COMMENT: Airport charges *

How much do airports (and airlines as their agents) charge the passengers? 

Over the years it has been common knowledge that certain airports were discounting passenger charges and handling fees, not just to attract airlines but also to support the local community.  

The opposite is true.  Airlines shied away from some airports due to the high prices.  

From the beginning of January the departing passenger charge at Heathrow Airport (LHR) has been raised to £30.19 per person.  This cost is on all tickets as ‘taxes and charges’.  

Put this on a much greater scale.  Will the LHR charges put off carriers and for that matter travellers too?  And not just that airport.  The UK!

LHR believes that, since its income is effectively capped by the Civil Aviation Authority (CAA) at below the market rate, it deserves some retrospective protection for the drop in income last year.  That said, it still reportedly paid out a £106m dividend to its shareholders in 2020 and did not need to raise new equity.

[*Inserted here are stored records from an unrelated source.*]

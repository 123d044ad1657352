use std::fmt;

use serde::{Deserialize, Serialize};

/// EPSG coordinate reference system code.
#[derive(Debug, Clone, Copy, PartialEq, Eq, Hash, Serialize, Deserialize)]
#[serde(transparent)]
pub struct Crs(u32);

impl Crs {
    /// Geographic longitude/latitude, the working system of the pipeline.
    pub const WGS84: Crs = Crs(4326);
    /// Spherical web mercator.
    pub const WEB_MERCATOR: Crs = Crs(3857);

    pub const fn epsg(code: u32) -> Self {
        Self(code)
    }

    pub fn code(&self) -> u32 {
        self.0
    }

    /// Parses `EPSG:4326`, `urn:ogc:def:crs:EPSG::4326`, `OGC:CRS84` style names or a bare code.
    pub fn parse(name: &str) -> Option<Crs> {
        let name = name.trim();
        let upper = name.to_uppercase();

        if upper.ends_with("CRS84") {
            return Some(Crs::WGS84);
        }

        let code = upper
            .rsplit(':')
            .find(|segment| !segment.is_empty())
            .unwrap_or(&upper);

        code.parse().ok().map(Crs)
    }
}

impl Default for Crs {
    fn default() -> Self {
        Crs::WGS84
    }
}

impl fmt::Display for Crs {
    fn fmt(&self, f: &mut fmt::Formatter<'_>) -> fmt::Result {
        write!(f, "EPSG:{}", self.0)
    }
}
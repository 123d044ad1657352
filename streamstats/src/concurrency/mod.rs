pub mod queue;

The airlines say that LHR has a de facto monopoly on premium air travel in London and should be constrained appropriately, for the benefit of passengers and the wider economy.
The CAA is currently preparing a new charging formula to cover the period from mid-2022 to 2027 with suggested fees on long-haul flights at £67.86 per person from summer 2022, with a lower figure for short-haul and domestic flights.

At present, because LHR’s agreed profits are based on what it invests in the airport, there is an incentive to – literally – gold plate the toilets.  The more it spends, the more it can earn. The CAA says: “We consider that stronger incentives are needed to protect the interests of consumers from the increased costs that they would otherwise face were LHR to make inefficient capital expenditure investments”.

For comparison, the LHR £30.19 charge for 2022 is up from the current average of £22. The addition to your ticket is likely to be different as the airport is thought to allocate charges between long-haul, short-haul and domestic flights as it wishes to reach the £30.19 average.

LHR is far from happy that it can only charge £30.19 per passenger for the first half of 2022. It said: “We are extremely disappointed in this interim decision from the CAA. It relies on rushed analysis and will undermine passenger experience at the UK’s hub airport.

“As an example, the CAA’s flawed analysis assumes that operating costs at Heathrow next year will be £173m lower than our budget. This is even lower than we were able to achieve in 2020, when we served half as many passengers with only one runway and two terminals operating and the benefit of a government furlough scheme.

“There are material and basic errors in many aspects of the CAA’s assessment. Uncorrected, this risks leaving Heathrow without sufficient cashflow to support investment in improving passenger service and resilience.

“The decision by the CAA differs materially from the forecast assumed in our Investor Report published last week. We will analyse the impact and consider whether issuing an update in January is necessary. We are making a detailed submission to the CAA, and expect a more considered outcome when it makes its final decision in Spring 2022”.

The CAA comment is worth highlighting: “We are conscious of the challenges that the level of the holding price cap [£30.19] will create in the short term for consumers and, in the context above, the airlines that serve them”.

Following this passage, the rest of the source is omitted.